30.11.2023

«Видел я Херца в тот день первый и единственный раз».

242.

В следующий раз я побывал в Польше после четырех лет отсутствия, в 1998-м, в октябре. Поляки организовали встречу переводчиков славянских литератур из славянских стран. Из России пригласили нас с Астафьевой и Асара Эппеля, но Астафьева поехать не смогла, впервые я был в ее Польше без нее. Беседы переводчиков проходили километрах в сорока от Варшавы, в Ядвисине.

В Варшаве меня встретили прямо у вагона.

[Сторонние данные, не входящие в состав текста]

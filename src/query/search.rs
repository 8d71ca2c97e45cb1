//! Query evaluation against the lifecycle manager's shards

use std::sync::Arc;
use std::time::Instant;

use chrono::{DateTime, Utc};
use serde::{Deserialize, Serialize};
use tracing::{debug, info};

use crate::index::{IndexLifecycleManager, ShardError, ShardResult};
use crate::types::{SearchQuery, SearchResults};

/// Hits fetched per pass when deleting a range
const DELETE_BATCH: usize = 1_000;

/// Which shards a range search covers
#[derive(Debug, Clone, Copy, Default, PartialEq, Eq, Serialize, Deserialize)]
#[serde(rename_all = "snake_case")]
pub enum SearchScope {
    /// Only the shard currently receiving writes
    ActiveShard,
    /// Every live shard
    #[default]
    Federation,
}

/// Search entry point used by the HTTP API
#[derive(Clone)]
pub struct SearchFederation {
    ilm: Arc<IndexLifecycleManager>,
}

impl SearchFederation {
    pub fn new(ilm: Arc<IndexLifecycleManager>) -> Self {
        Self { ilm }
    }

    /// Free-text search over every live shard, merged and deduplicated
    pub async fn search_with_query(&self, query: &SearchQuery) -> ShardResult<SearchResults> {
        let federation = self.ilm.federation();
        let text = query.query.clone();
        let size = query.limit();

        let results = blocking(move || federation.search_text(&text, size)).await?;
        debug!(
            query = %query.query,
            hits = results.hits.len(),
            shards = results.shards_searched,
            "search complete"
        );
        Ok(results)
    }

    /// Hits whose timestamp falls in `[start, end]`, from the given scope
    pub async fn search_with_range(
        &self,
        start: DateTime<Utc>,
        end: DateTime<Utc>,
        size: usize,
        scope: SearchScope,
    ) -> ShardResult<SearchResults> {
        match scope {
            SearchScope::Federation => {
                let federation = self.ilm.federation();
                blocking(move || federation.search_range(start, end, size)).await
            }
            SearchScope::ActiveShard => {
                let shard = self.ilm.active_shard().ok_or(ShardError::NoActiveShard)?;
                blocking(move || {
                    let timer = Instant::now();
                    let hits = shard.search_range(start, end, size)?;
                    let mut results = SearchResults::merge(hits, size);
                    results.shards_searched = 1;
                    results.took_ms = timer.elapsed().as_millis() as u64;
                    Ok(results)
                })
                .await
            }
        }
    }

    /// Delete every document in the active shard older than `retention`.
    /// Whole-shard eviction handles past shards; this only trims the shard
    /// still receiving writes. Returns the number of documents removed.
    pub async fn delete_expired(&self, retention: chrono::Duration) -> ShardResult<usize> {
        let shard = self.ilm.active_shard().ok_or(ShardError::NoActiveShard)?;
        let cutoff = Utc::now() - retention;

        let deleted = blocking(move || {
            let mut deleted = 0;
            loop {
                let hits = shard.search_range(DateTime::<Utc>::UNIX_EPOCH, cutoff, DELETE_BATCH)?;
                if hits.is_empty() {
                    break;
                }
                for hit in &hits {
                    shard.delete_document(&hit.id)?;
                }
                deleted += hits.len();
            }
            Ok(deleted)
        })
        .await?;

        info!(deleted, cutoff = %cutoff, "deleted expired documents from active shard");
        Ok(deleted)
    }
}

async fn blocking<T, F>(f: F) -> ShardResult<T>
where
    F: FnOnce() -> ShardResult<T> + Send + 'static,
    T: Send + 'static,
{
    tokio::task::spawn_blocking(f)
        .await
        .map_err(|e| ShardError::Task(e.to_string()))?
}
//! Sharding proxy HTTP server

use std::net::SocketAddr;
use std::sync::Arc;

use anyhow::{Context, Result};
use axum::{
    body::{Body, Bytes},
    extract::{ConnectInfo, State},
    http::{header, HeaderMap, Method, StatusCode, Uri},
    response::{IntoResponse, Response},
    routing::post,
    Json, Router,
};
use tokio::net::TcpListener;
use tokio::sync::broadcast;
use tower_http::trace::TraceLayer;
use tracing::{error, info};

use super::forward::{BackendResponse, ForwardRequest, SearchOutcome, ShardingProxy};

/// Build the proxy router: the same ingest and search paths as a backend
pub fn create_router(proxy: Arc<ShardingProxy>) -> Router {
    let api_v1 = Router::new()
        .route("/log/ingest", post(proxy_ingest))
        .route("/log/search", post(proxy_search))
        .with_state(proxy);

    Router::new()
        .nest("/api/v1", api_v1)
        .layer(TraceLayer::new_for_http())
}

fn forward_request(
    method: Method,
    uri: &Uri,
    headers: HeaderMap,
    body: Bytes,
    connect_info: Option<ConnectInfo<SocketAddr>>,
) -> ForwardRequest {
    ForwardRequest {
        method,
        path_and_query: uri
            .path_and_query()
            .map(|pq| pq.as_str().to_string())
            .unwrap_or_else(|| uri.path().to_string()),
        headers,
        body,
        client_addr: connect_info.map(|ConnectInfo(addr)| addr),
    }
}

async fn proxy_ingest(
    State(proxy): State<Arc<ShardingProxy>>,
    connect_info: Option<ConnectInfo<SocketAddr>>,
    method: Method,
    uri: Uri,
    headers: HeaderMap,
    body: Bytes,
) -> Response {
    let request = forward_request(method, &uri, headers, body, connect_info);

    match proxy.ingest(request).await {
        Ok(response) => relay(response),
        Err(e) => {
            error!("Ingest forwarding failed: {}", e);
            (StatusCode::BAD_GATEWAY, "Error sending proxy request").into_response()
        }
    }
}

async fn proxy_search(
    State(proxy): State<Arc<ShardingProxy>>,
    connect_info: Option<ConnectInfo<SocketAddr>>,
    method: Method,
    uri: Uri,
    headers: HeaderMap,
    body: Bytes,
) -> Response {
    let request = forward_request(method, &uri, headers, body, connect_info);

    match proxy.search(request).await {
        SearchOutcome::Merged(results) => (StatusCode::OK, Json(results)).into_response(),
        SearchOutcome::Concatenated(body) => (StatusCode::OK, body).into_response(),
        SearchOutcome::AllFailed(backends) => {
            error!(?backends, "Search failed on backends");
            (
                StatusCode::BAD_GATEWAY,
                format!("Error sending proxy request to {}", backends.join(", ")),
            )
                .into_response()
        }
    }
}

/// Turn a buffered backend response into ours, status and headers intact
fn relay(backend: BackendResponse) -> Response {
    let mut response = Response::new(Body::from(backend.body));
    *response.status_mut() = backend.status;
    *response.headers_mut() = backend.headers;
    response.headers_mut().remove(header::CONTENT_LENGTH);
    response
}

/// Standalone proxy process
pub struct ProxyServer {
    listen_addr: String,
    proxy: Arc<ShardingProxy>,
}

impl ProxyServer {
    pub fn new(listen_addr: impl Into<String>, proxy: Arc<ShardingProxy>) -> Self {
        Self {
            listen_addr: listen_addr.into(),
            proxy,
        }
    }

    pub async fn bind(&self) -> Result<TcpListener> {
        let addr: SocketAddr = self
            .listen_addr
            .parse()
            .context("Invalid proxy listen address")?;
        TcpListener::bind(&addr)
            .await
            .with_context(|| format!("Failed to bind proxy to {}", addr))
    }

    /// Serve until the shutdown signal fires
    pub async fn serve(
        self,
        listener: TcpListener,
        mut shutdown: broadcast::Receiver<()>,
    ) -> Result<()> {
        let app = create_router(self.proxy)
            .into_make_service_with_connect_info::<SocketAddr>();

        if let Ok(addr) = listener.local_addr() {
            info!("Sharding proxy listening on http://{}", addr);
        }

        axum::serve(listener, app)
            .with_graceful_shutdown(async move {
                let _ = shutdown.recv().await;
                info!("Sharding proxy shutting down");
            })
            .await
            .context("Proxy server error")?;

        Ok(())
    }
}

#[cfg(test)]
mod tests {
    use super::*;
    use crate::config::{ProxyConfig, SearchMode};
    use crate::proxy::ProxySearchResults;
    use crate::types::{HitFields, LogRecord, SearchHit, SearchResults};

    use std::sync::Mutex;
    use tower::ServiceExt;

    /// Fake backend recording ingested bodies and answering searches with a
    /// single hit named after itself
    async fn spawn_backend(name: &'static str) -> (String, Arc<Mutex<Vec<String>>>) {
        let received: Arc<Mutex<Vec<String>>> = Arc::default();

        let ingest_log = received.clone();
        let app = Router::new()
            .route(
                "/api/v1/log/ingest",
                post(move |headers: HeaderMap, body: String| {
                    let ingest_log = ingest_log.clone();
                    async move {
                        assert!(headers.contains_key("x-forwarded-proto"));
                        ingest_log.lock().unwrap().push(body);
                        (StatusCode::OK, [("x-backend", name)], "OK")
                    }
                }),
            )
            .route(
                "/api/v1/log/search",
                post(move || async move {
                    let hit = SearchHit {
                        id: name.to_string(),
                        shard: format!("{name}-shard"),
                        score: 1.0,
                        fields: HitFields {
                            timestamp: chrono::Utc::now(),
                            level: "INFO".to_string(),
                            message: name.to_string(),
                        },
                    };
                    let mut results = SearchResults::merge(vec![hit], 10);
                    results.shards_searched = 1;
                    Json(results)
                }),
            );

        let listener = TcpListener::bind("127.0.0.1:0").await.unwrap();
        let addr = listener.local_addr().unwrap();
        tokio::spawn(async move {
            axum::serve(listener, app).await.unwrap();
        });
        (format!("http://{}", addr), received)
    }

    fn proxy(backends: Vec<String>, mode: SearchMode) -> Arc<ShardingProxy> {
        let config = ProxyConfig {
            backends,
            search_mode: mode,
            request_timeout_secs: 5,
            ..Default::default()
        };
        Arc::new(ShardingProxy::new(&config).unwrap())
    }

    async fn post_json(router: Router, path: &str, body: String) -> Response {
        router
            .oneshot(
                axum::http::Request::post(path)
                    .header("content-type", "application/json")
                    .header("host", "proxy.test")
                    .body(Body::from(body))
                    .unwrap(),
            )
            .await
            .unwrap()
    }

    async fn body_bytes(response: Response) -> Vec<u8> {
        use http_body_util::BodyExt;
        response.into_body().collect().await.unwrap().to_bytes().to_vec()
    }

    #[tokio::test]
    async fn test_ingest_reaches_exactly_the_owning_backend() {
        let (a, a_log) = spawn_backend("a").await;
        let (b, b_log) = spawn_backend("b").await;
        let proxy = proxy(vec![a.clone(), b.clone()], SearchMode::Merge);

        let record = LogRecord::new(chrono::Utc::now(), "INFO", "boot");
        let owner = proxy.route(&record).to_string();
        let body = serde_json::to_string(&record).unwrap();

        let response = post_json(create_router(proxy), "/api/v1/log/ingest", body.clone()).await;
        assert_eq!(response.status(), StatusCode::OK);
        let expected_name = if owner == a { "a" } else { "b" };
        assert_eq!(response.headers()["x-backend"], expected_name);

        let (owner_log, other_log) = if owner == a { (a_log, b_log) } else { (b_log, a_log) };
        assert_eq!(owner_log.lock().unwrap().as_slice(), &[body]);
        assert!(other_log.lock().unwrap().is_empty());
    }

    #[tokio::test]
    async fn test_search_merges_backends() {
        let (a, _) = spawn_backend("a").await;
        let (b, _) = spawn_backend("b").await;
        let router = create_router(proxy(vec![a, b], SearchMode::Merge));

        let response = post_json(router, "/api/v1/log/search", r#"{"query":"x"}"#.into()).await;
        assert_eq!(response.status(), StatusCode::OK);

        let merged: ProxySearchResults = serde_json::from_slice(&body_bytes(response).await).unwrap();
        assert_eq!(merged.results.total_hits, 2);
        assert_eq!(merged.results.shards_searched, 2);
        assert!(merged.failed_backends.is_empty());
    }

    #[tokio::test]
    async fn test_search_reports_unreachable_backend() {
        let (a, _) = spawn_backend("a").await;
        // nothing listens on port 9 on loopback
        let dead = "http://127.0.0.1:9".to_string();
        let router = create_router(proxy(vec![a, dead.clone()], SearchMode::Merge));

        let response = post_json(router, "/api/v1/log/search", r#"{"query":"x"}"#.into()).await;
        assert_eq!(response.status(), StatusCode::OK);

        let merged: ProxySearchResults = serde_json::from_slice(&body_bytes(response).await).unwrap();
        assert_eq!(merged.results.total_hits, 1);
        assert_eq!(merged.failed_backends, vec![dead]);
    }

    #[tokio::test]
    async fn test_concatenate_mode_writes_bodies_back_to_back() {
        let (a, _) = spawn_backend("a").await;
        let (b, _) = spawn_backend("b").await;
        let router = create_router(proxy(vec![a, b], SearchMode::Concatenate));

        let response = post_json(router, "/api/v1/log/search", r#"{"query":"x"}"#.into()).await;
        assert_eq!(response.status(), StatusCode::OK);

        let text = String::from_utf8(body_bytes(response).await).unwrap();
        assert_eq!(text.matches("\"total_hits\"").count(), 2);
    }

    #[tokio::test]
    async fn test_ingest_to_dead_backend_is_bad_gateway() {
        let router = create_router(proxy(vec!["http://127.0.0.1:9".into()], SearchMode::Merge));
        let response = post_json(router, "/api/v1/log/ingest", "{}".into()).await;
        assert_eq!(response.status(), StatusCode::BAD_GATEWAY);
    }
}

Молодой человек, которого попросили встретить меня и отвезти в Ядвисин, держал в руках свежий журнал с нашей двойной цветной фотографией: Наташа и я за столом с пишущей машинкой на фоне полок со словарями. Это снимал варшавский фотограф для большого очерка Анны Жебровской об Астафьевой — «Дочь Икара». Жебровская увлеченно занималась журналистикой, это ей нравилось, но она была филологом и над этим очерком долго и добросовестно работала. Название очерка отталкивается от названия Наташиного очерка об отце — «Икар». Фотограф из «Газеты выборчей» Роберт Ковалевский сделал много кадров, пока не получил такой, который его удовлетворил. На этом снимке мы похожи на себя, и встречавший меня на вокзале молодой варшавянин (он оказался археологом) сразу же меня узнал.

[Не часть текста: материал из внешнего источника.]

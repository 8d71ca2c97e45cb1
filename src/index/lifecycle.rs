//! Index lifecycle manager
//!
//! Owns the active shard, the federation view over every live shard, and
//! the registry of open shard handles. Two hourly jobs keep it current:
//! rollover activates the shard for the new hour, and the retention sweep
//! evicts shards older than the retention window.
//!
//! Lock order is registry (async) then active (sync). The active reference
//! is only ever held for a swap or a clone, never across an await.

use std::collections::BTreeMap;
use std::path::PathBuf;
use std::sync::{Arc, Weak};

use chrono::{DateTime, Utc};
use futures::FutureExt;
use parking_lot::RwLock;
use tokio::sync::Mutex;
use tracing::{debug, error, info, warn};

use super::error::{ShardError, ShardResult};
use super::federation::FederationView;
use super::shard::{discover_shards, shard_path, Shard};
use crate::config::IndexConfig;
use crate::daemon::scheduler::{CronScheduler, Job, Scheduler, SchedulerError, HOURLY};
use crate::types::LogRecord;

/// Time-sharded index with hourly rollover and age-based retention
pub struct IndexLifecycleManager {
    config: IndexConfig,
    active: RwLock<Option<Arc<Shard>>>,
    federation: Arc<FederationView>,
    /// Every open shard handle by name; serializes rollover, retention and
    /// recovery
    registry: Mutex<BTreeMap<String, Arc<Shard>>>,
    scheduler: Mutex<Option<Box<dyn Scheduler>>>,
}

impl IndexLifecycleManager {
    /// Open the active shard for the current hour, then recover every
    /// existing shard under the base prefix.
    pub async fn open(config: IndexConfig) -> ShardResult<Arc<Self>> {
        Self::open_at(config, Utc::now()).await
    }

    /// [`Self::open`] with an explicit clock
    pub async fn open_at(config: IndexConfig, now: DateTime<Utc>) -> ShardResult<Arc<Self>> {
        if let Some(parent) = config.base_prefix.parent() {
            if !parent.as_os_str().is_empty() {
                tokio::fs::create_dir_all(parent).await?;
            }
        }

        let manager = Arc::new(Self {
            config,
            active: RwLock::new(None),
            federation: Arc::new(FederationView::new()),
            registry: Mutex::new(BTreeMap::new()),
            scheduler: Mutex::new(None),
        });

        let active = manager.get_or_create_active_shard_at(now).await?;
        let recovered = manager.recover().await?;

        info!(
            active = %active.name(),
            recovered,
            shards = manager.federation.len(),
            "index lifecycle manager ready"
        );
        Ok(manager)
    }

    pub fn config(&self) -> &IndexConfig {
        &self.config
    }

    /// Search surface spanning every live shard
    pub fn federation(&self) -> Arc<FederationView> {
        self.federation.clone()
    }

    /// Shard currently receiving writes, if any
    pub fn active_shard(&self) -> Option<Arc<Shard>> {
        self.active.read().clone()
    }

    /// Names of every shard held in the registry
    pub async fn registered_shards(&self) -> Vec<String> {
        self.registry.lock().await.keys().cloned().collect()
    }

    /// Return the active shard for the current hour, opening or creating it
    /// if needed.
    pub async fn get_or_create_active_shard(&self) -> ShardResult<Arc<Shard>> {
        self.get_or_create_active_shard_at(Utc::now()).await
    }

    pub async fn get_or_create_active_shard_at(
        &self,
        now: DateTime<Utc>,
    ) -> ShardResult<Arc<Shard>> {
        let mut registry = self.registry.lock().await;
        let path = shard_path(&self.config.base_prefix, now);
        let name = path.display().to_string();

        if let Some(active) = self.active_shard() {
            if active.name() == name && !active.is_closed() {
                return Ok(active);
            }
        }

        let shard = self.activate(&mut registry, path).await?;
        Ok(shard)
    }

    /// Open (or reuse) the shard at `path`, register it and publish it as
    /// the active shard. Caller holds the registry lock.
    async fn activate(
        &self,
        registry: &mut BTreeMap<String, Arc<Shard>>,
        path: PathBuf,
    ) -> ShardResult<Arc<Shard>> {
        let name = path.display().to_string();

        let shard = match registry.get(&name) {
            Some(existing) if !existing.is_closed() => existing.clone(),
            _ => {
                let shard = Shard::open_with_timeout(path, self.config.open_timeout()).await?;
                Arc::new(shard)
            }
        };

        registry.insert(name.clone(), shard.clone());
        self.federation.add(shard.clone());
        *self.active.write() = Some(shard.clone());

        info!(shard = %name, "active shard set");
        Ok(shard)
    }

    /// Reopen every shard directory under the base prefix not already
    /// registered. Recovered shards are past hours, so each is closed right
    /// after opening: it stays searchable without holding a writer. Busy or
    /// unreadable shards are skipped.
    async fn recover(&self) -> ShardResult<usize> {
        let mut registry = self.registry.lock().await;
        let prefix = self.config.base_prefix.clone();
        let paths = tokio::task::spawn_blocking(move || discover_shards(&prefix))
            .await
            .map_err(|e| ShardError::Task(e.to_string()))??;

        let mut recovered = 0;
        for path in paths {
            let name = path.display().to_string();
            if registry.contains_key(&name) {
                continue;
            }

            match Shard::open_with_timeout(path, self.config.open_timeout()).await {
                Ok(shard) => {
                    let shard = Arc::new(shard);
                    let closing = shard.clone();
                    let closed = tokio::task::spawn_blocking(move || closing.close())
                        .await
                        .map_err(|e| ShardError::Task(e.to_string()))?;
                    if let Err(e) = closed {
                        warn!(shard = %name, "failed to close recovered shard: {}", e);
                    }

                    registry.insert(name.clone(), shard.clone());
                    self.federation.add(shard);
                    recovered += 1;
                    debug!(shard = %name, "recovered shard");
                }
                Err(e) => warn!(shard = %name, "skipping shard during recovery: {}", e),
            }
        }

        Ok(recovered)
    }

    /// Index a record into the active shard, retrying up to the configured
    /// number of attempts. Returns false once retries are exhausted; the
    /// record is dropped.
    pub async fn index_with_retry(&self, record: &LogRecord) -> bool {
        let attempts = self.config.retry_attempts.max(1);
        let delay = self.config.retry_delay();

        for attempt in 1..=attempts {
            match self.try_index(record).await {
                Ok(id) => {
                    debug!(id = %id, attempt, "record indexed");
                    return true;
                }
                Err(e) if !e.is_transient() => {
                    error!(id = %record.document_id(), attempt, "dropping record: {}", e);
                    return false;
                }
                Err(e) => {
                    warn!(
                        id = %record.document_id(),
                        attempt,
                        attempts,
                        "indexing attempt failed: {}",
                        e
                    );
                    if attempt < attempts {
                        tokio::time::sleep(delay).await;
                    }
                }
            }
        }

        error!(
            id = %record.document_id(),
            attempts,
            "giving up on record after exhausting retries"
        );
        false
    }

    /// One indexing attempt. The active reference is cloned and released
    /// immediately; a rollover that closes the shard afterwards makes this
    /// attempt fail with `Closed` instead of writing to a retired shard.
    async fn try_index(&self, record: &LogRecord) -> ShardResult<String> {
        let shard = self.active_shard().ok_or(ShardError::NoActiveShard)?;
        let record = record.clone();

        tokio::task::spawn_blocking(move || shard.index_record(&record))
            .await
            .map_err(|e| ShardError::Task(e.to_string()))?
    }

    /// Retire the active shard and activate the one for the current hour
    pub async fn rollover(&self) -> ShardResult<Arc<Shard>> {
        self.rollover_at(Utc::now()).await
    }

    /// Close the active shard, then open or create the shard for `now`'s
    /// hour. If the new shard cannot be opened the old one stays closed and
    /// there is no active shard until the next successful rollover.
    pub async fn rollover_at(&self, now: DateTime<Utc>) -> ShardResult<Arc<Shard>> {
        let mut registry = self.registry.lock().await;

        let retired = self.active.write().take();
        if let Some(old) = retired {
            let name = old.name().to_string();
            let closed = tokio::task::spawn_blocking(move || old.close())
                .await
                .map_err(|e| ShardError::Task(e.to_string()))?;
            match closed {
                Ok(()) => info!(shard = %name, "retired shard on rollover"),
                Err(e) => warn!(shard = %name, "failed to close shard on rollover: {}", e),
            }
        }

        let path = shard_path(&self.config.base_prefix, now);
        match self.activate(&mut registry, path).await {
            Ok(shard) => Ok(shard),
            Err(e) => {
                error!("rollover failed, no active shard until next rollover: {}", e);
                Err(e)
            }
        }
    }

    /// Evict every shard older than the retention window
    pub async fn sweep_retention(&self) -> ShardResult<Vec<String>> {
        self.sweep_retention_at(Utc::now()).await
    }

    /// Remove from the federation view, close, then delete storage, for each
    /// shard whose hour bucket is more than the retention window before
    /// `now`. Returns the names of evicted shards.
    pub async fn sweep_retention_at(&self, now: DateTime<Utc>) -> ShardResult<Vec<String>> {
        let mut registry = self.registry.lock().await;
        let retention = self.config.retention();
        let active_name = self.active_shard().map(|s| s.name().to_string());

        let expired: Vec<String> = registry
            .iter()
            .filter(|(name, shard)| {
                Some(name.as_str()) != active_name.as_deref() && now - shard.bucket() > retention
            })
            .map(|(name, _)| name.clone())
            .collect();

        let mut evicted = Vec::with_capacity(expired.len());
        for name in expired {
            self.federation.remove(&name);

            let Some(shard) = registry.remove(&name) else {
                continue;
            };

            let result = tokio::task::spawn_blocking(move || {
                shard.close()?;
                shard.destroy()
            })
            .await
            .map_err(|e| ShardError::Task(e.to_string()))?;

            match result {
                Ok(()) => {
                    info!(shard = %name, "evicted shard past retention");
                    evicted.push(name);
                }
                Err(e) => error!(shard = %name, "failed to delete evicted shard: {}", e),
            }
        }

        Ok(evicted)
    }

    /// Register the hourly rollover and retention jobs on a cron scheduler
    /// and start it.
    pub async fn start_scheduler(self: &Arc<Self>) -> Result<(), SchedulerError> {
        self.start_scheduler_with(Box::new(CronScheduler::new()))
            .await
    }

    /// Register the hourly jobs on `scheduler` and start it. Jobs hold weak
    /// references so a running scheduler never keeps the manager alive.
    pub async fn start_scheduler_with(
        self: &Arc<Self>,
        mut scheduler: Box<dyn Scheduler>,
    ) -> Result<(), SchedulerError> {
        let mut slot = self.scheduler.lock().await;
        if slot.is_some() {
            return Err(SchedulerError::AlreadyStarted);
        }

        let weak = Arc::downgrade(self);
        scheduler.schedule_recurring(HOURLY, rollover_job(weak.clone()))?;
        scheduler.schedule_recurring(HOURLY, retention_job(weak))?;
        scheduler.start();

        *slot = Some(scheduler);
        info!(cron = HOURLY, "rollover and retention jobs scheduled");
        Ok(())
    }

    /// Stop the recurring jobs. Shards are left open.
    pub async fn stop_scheduler(&self) {
        if let Some(mut scheduler) = self.scheduler.lock().await.take() {
            scheduler.stop().await;
        }
    }

    /// Close every registered shard. Shards stay in the federation view and
    /// remain searchable, but no further writes are accepted.
    pub async fn close_all(&self) -> ShardResult<()> {
        let registry = self.registry.lock().await;
        self.active.write().take();

        let shards: Vec<Arc<Shard>> = registry.values().cloned().collect();
        let count = shards.len();

        let result = tokio::task::spawn_blocking(move || {
            let mut first_err = None;
            for shard in shards {
                if let Err(e) = shard.close() {
                    warn!(shard = %shard.name(), "failed to close shard: {}", e);
                    first_err.get_or_insert(e);
                }
            }
            first_err.map_or(Ok(()), Err)
        })
        .await
        .map_err(|e| ShardError::Task(e.to_string()))?;

        info!(shards = count, "closed all shards");
        result
    }
}

fn rollover_job(manager: Weak<IndexLifecycleManager>) -> Job {
    Arc::new(move || {
        let manager = manager.clone();
        async move {
            if let Some(manager) = manager.upgrade() {
                // failure already logged inside rollover
                let _ = manager.rollover().await;
            }
        }
        .boxed()
    })
}

fn retention_job(manager: Weak<IndexLifecycleManager>) -> Job {
    Arc::new(move || {
        let manager = manager.clone();
        async move {
            if let Some(manager) = manager.upgrade() {
                match manager.sweep_retention().await {
                    Ok(evicted) if !evicted.is_empty() => {
                        info!(count = evicted.len(), "retention sweep evicted shards")
                    }
                    Ok(_) => debug!("retention sweep found nothing to evict"),
                    Err(e) => error!("retention sweep failed: {}", e),
                }
            }
        }
        .boxed()
    })
}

До Ядвисина мы домчались мгновенно. Сорок километров шоссе от Варшавы до Ядвисина уже почти не отличаются теперь от первых сорока километров шоссе, идущих в любую сторону от Москвы. Глобализация нивелировала разницу между московскими и варшавскими окрестностями: бензоколонки, стоянки, рекламы, «макдональдсы». Но в Ядвисине охранник у ворот разрешил машине въехать в парк, и тогда я почувствовал себя в нестандартном месте.

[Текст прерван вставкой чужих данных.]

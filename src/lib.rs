//! logfed: hour-sharded log ingestion and federated full-text search
//!
//! - Time-partitioned Tantivy shards with hourly rollover and age-based
//!   retention, searched together through a federation view
//! - Asynchronous ingestion through an in-process or NATS JetStream queue,
//!   drained by a bounded worker pool with retry
//! - A sharding proxy that routes ingest by consistent hashing and fans
//!   search out to every backend

pub mod config;
pub mod daemon;
pub mod index;
pub mod proxy;
pub mod query;
pub mod queue;
pub mod routing;
pub mod types;

pub use config::Config;
pub use types::*;
//! Hour-sharded full-text index
//!
//! - `shard`: one Tantivy index per hour bucket, exclusively opened
//! - `federation`: the live shard set searched as one logical index
//! - `lifecycle`: active shard, rollover, retention and startup recovery

mod error;
mod federation;
mod lifecycle;
mod shard;

pub use error::{ShardError, ShardResult};
pub use federation::FederationView;
pub use lifecycle::IndexLifecycleManager;
pub use shard::{discover_shards, hour_bucket, parse_bucket, shard_path, Shard, SHARD_SUFFIX};
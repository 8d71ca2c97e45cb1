//! Daemon, HTTP API, and processor configuration

use serde::{Deserialize, Serialize};
use std::time::Duration;

/// HTTP API server configuration
#[derive(Debug, Clone, Serialize, Deserialize)]
pub struct HttpConfig {
    /// Listen address for HTTP server (e.g., "0.0.0.0:8080")
    #[serde(default = "default_listen_addr")]
    pub listen_addr: String,
    /// Deadline for the whole shutdown sequence
    #[serde(default = "default_shutdown_deadline_secs")]
    pub shutdown_deadline_secs: u64,
}

fn default_listen_addr() -> String {
    "127.0.0.1:8080".to_string()
}

fn default_shutdown_deadline_secs() -> u64 {
    5
}

impl Default for HttpConfig {
    fn default() -> Self {
        Self {
            listen_addr: default_listen_addr(),
            shutdown_deadline_secs: default_shutdown_deadline_secs(),
        }
    }
}

impl HttpConfig {
    pub fn shutdown_deadline(&self) -> Duration {
        Duration::from_secs(self.shutdown_deadline_secs)
    }
}

/// Log processor configuration
#[derive(Debug, Clone, Serialize, Deserialize)]
pub struct ProcessorConfig {
    /// Maximum number of records indexed concurrently
    #[serde(default = "default_max_concurrency")]
    pub max_concurrency: usize,
}

fn default_max_concurrency() -> usize {
    64
}

impl Default for ProcessorConfig {
    fn default() -> Self {
        Self {
            max_concurrency: default_max_concurrency(),
        }
    }
}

Ядвисин — это бывшая усадьба Радзивиллов, с огромным парком, а с высокого берега вид — правда, не на озеро, а на водохранилище, большое и живописное; тут дом отдыха околоправительственных чиновников из аппарата Совета министров.

В последующие дни гулять по парку было некогда, весь день были выступления и дикуссии. Можно было пройтись разве что до завтрака. Но однажды мы все же прошлись по парку и днем, перед обедом, втроем, с Адамом Поморским и Ежи Чехом. Чех, обладающий солидным весом в килограммах, быстро набирал вес и как переводчик русской поэзии и прозы, партнер Поморского. На той ядвисинской встрече он демонстрировал свои переводы из современного и модного российского поэта Тимура Кибирова, изобретательные польские версии игровых стихов Кибирова, кибировского «соцарта». В оригиналах обыгрываются известные русскому читателю затертые фразы и словосочетания, словесные блоки русского «новояза» предыдущей эпохи. Ежи Чех умело находил соответствующие польские. Впрочем, будучи сам автором текстов для эстрады, Чех впоследствии нашел себе в переводческом деле еще одно занятие по вкусу: переводить тексты русских мюзиклов, имеющих успех и за пределами России. Занимается он и журналистикой, и как журналист тоже пишет о России. Между прочим, он неплохо фотографирует. В тот день он снял нас с Адамом. И в парке, и у входа в центральное здание усадьбы — в бывший дворец.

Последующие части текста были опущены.